Instructions to follow —
All that is needed is each line of the entries holding the word "cannot", copied as it stands.

The records —
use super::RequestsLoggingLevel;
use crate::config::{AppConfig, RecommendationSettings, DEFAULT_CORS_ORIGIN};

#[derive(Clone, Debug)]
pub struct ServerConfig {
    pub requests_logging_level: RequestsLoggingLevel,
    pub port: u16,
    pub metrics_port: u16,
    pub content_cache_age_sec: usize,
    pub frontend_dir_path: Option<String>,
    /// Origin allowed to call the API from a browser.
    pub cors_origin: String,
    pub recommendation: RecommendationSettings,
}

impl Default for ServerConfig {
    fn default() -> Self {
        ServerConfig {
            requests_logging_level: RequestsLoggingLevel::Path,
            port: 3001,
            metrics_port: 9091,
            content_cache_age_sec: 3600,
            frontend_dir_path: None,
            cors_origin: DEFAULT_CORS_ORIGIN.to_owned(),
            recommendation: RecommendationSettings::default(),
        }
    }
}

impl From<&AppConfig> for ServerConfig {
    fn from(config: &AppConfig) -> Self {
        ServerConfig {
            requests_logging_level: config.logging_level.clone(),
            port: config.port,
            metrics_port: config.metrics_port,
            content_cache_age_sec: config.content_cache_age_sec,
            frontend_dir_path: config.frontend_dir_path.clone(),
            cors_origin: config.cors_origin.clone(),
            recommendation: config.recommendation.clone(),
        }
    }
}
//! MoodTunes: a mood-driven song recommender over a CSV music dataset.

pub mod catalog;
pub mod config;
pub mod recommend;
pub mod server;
==
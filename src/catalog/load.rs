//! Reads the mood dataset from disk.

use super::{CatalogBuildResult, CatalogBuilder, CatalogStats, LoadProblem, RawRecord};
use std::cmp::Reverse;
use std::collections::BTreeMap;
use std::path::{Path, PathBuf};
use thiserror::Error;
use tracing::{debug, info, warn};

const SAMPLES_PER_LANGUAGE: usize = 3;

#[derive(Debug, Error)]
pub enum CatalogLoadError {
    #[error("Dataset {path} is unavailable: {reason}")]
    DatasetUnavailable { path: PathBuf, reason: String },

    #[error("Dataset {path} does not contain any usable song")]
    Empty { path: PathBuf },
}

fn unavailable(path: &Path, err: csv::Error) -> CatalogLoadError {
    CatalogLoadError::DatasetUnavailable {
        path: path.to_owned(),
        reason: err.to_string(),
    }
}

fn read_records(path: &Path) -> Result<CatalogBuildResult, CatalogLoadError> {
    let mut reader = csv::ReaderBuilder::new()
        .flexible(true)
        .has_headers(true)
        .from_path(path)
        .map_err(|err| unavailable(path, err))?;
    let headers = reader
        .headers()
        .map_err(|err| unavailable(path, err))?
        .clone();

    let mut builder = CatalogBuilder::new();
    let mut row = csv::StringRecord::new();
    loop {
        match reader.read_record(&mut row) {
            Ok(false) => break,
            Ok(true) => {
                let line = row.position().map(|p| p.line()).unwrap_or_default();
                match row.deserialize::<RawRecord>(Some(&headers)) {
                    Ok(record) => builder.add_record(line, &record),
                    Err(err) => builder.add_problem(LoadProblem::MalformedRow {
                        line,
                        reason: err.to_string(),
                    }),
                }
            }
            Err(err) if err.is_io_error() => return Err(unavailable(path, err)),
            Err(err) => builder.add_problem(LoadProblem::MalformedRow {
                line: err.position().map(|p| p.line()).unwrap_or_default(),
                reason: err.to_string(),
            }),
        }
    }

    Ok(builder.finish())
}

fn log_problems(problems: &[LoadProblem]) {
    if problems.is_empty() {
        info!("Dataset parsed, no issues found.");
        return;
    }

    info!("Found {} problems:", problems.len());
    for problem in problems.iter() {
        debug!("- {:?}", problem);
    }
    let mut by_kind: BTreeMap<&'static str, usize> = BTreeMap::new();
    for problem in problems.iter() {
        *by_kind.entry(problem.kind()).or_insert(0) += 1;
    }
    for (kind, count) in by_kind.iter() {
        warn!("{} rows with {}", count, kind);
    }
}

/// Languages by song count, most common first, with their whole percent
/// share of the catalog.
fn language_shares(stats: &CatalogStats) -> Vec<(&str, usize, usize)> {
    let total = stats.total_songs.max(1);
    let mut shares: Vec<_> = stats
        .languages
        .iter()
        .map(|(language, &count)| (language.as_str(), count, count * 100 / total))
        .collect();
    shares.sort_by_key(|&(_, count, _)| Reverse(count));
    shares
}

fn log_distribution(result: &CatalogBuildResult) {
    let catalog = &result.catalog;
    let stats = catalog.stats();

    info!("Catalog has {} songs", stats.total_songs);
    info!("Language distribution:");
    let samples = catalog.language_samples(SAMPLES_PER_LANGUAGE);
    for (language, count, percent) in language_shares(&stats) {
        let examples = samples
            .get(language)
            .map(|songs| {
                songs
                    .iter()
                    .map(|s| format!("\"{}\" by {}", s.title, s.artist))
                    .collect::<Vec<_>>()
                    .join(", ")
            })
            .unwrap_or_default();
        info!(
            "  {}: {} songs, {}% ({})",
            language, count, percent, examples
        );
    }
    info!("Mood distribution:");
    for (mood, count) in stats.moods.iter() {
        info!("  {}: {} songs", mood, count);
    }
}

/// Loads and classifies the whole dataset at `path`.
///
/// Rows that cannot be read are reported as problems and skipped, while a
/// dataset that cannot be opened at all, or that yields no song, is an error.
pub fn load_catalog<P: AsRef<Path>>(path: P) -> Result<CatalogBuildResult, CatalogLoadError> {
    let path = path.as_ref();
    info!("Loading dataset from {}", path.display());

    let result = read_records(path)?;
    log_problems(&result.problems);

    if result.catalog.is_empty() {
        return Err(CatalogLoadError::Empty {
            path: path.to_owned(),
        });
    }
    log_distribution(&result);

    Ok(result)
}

Answer to this problem —
/// Rows that cannot be read are reported as problems and skipped, while a
/// dataset that cannot be opened at all, or that yields no song, is an error.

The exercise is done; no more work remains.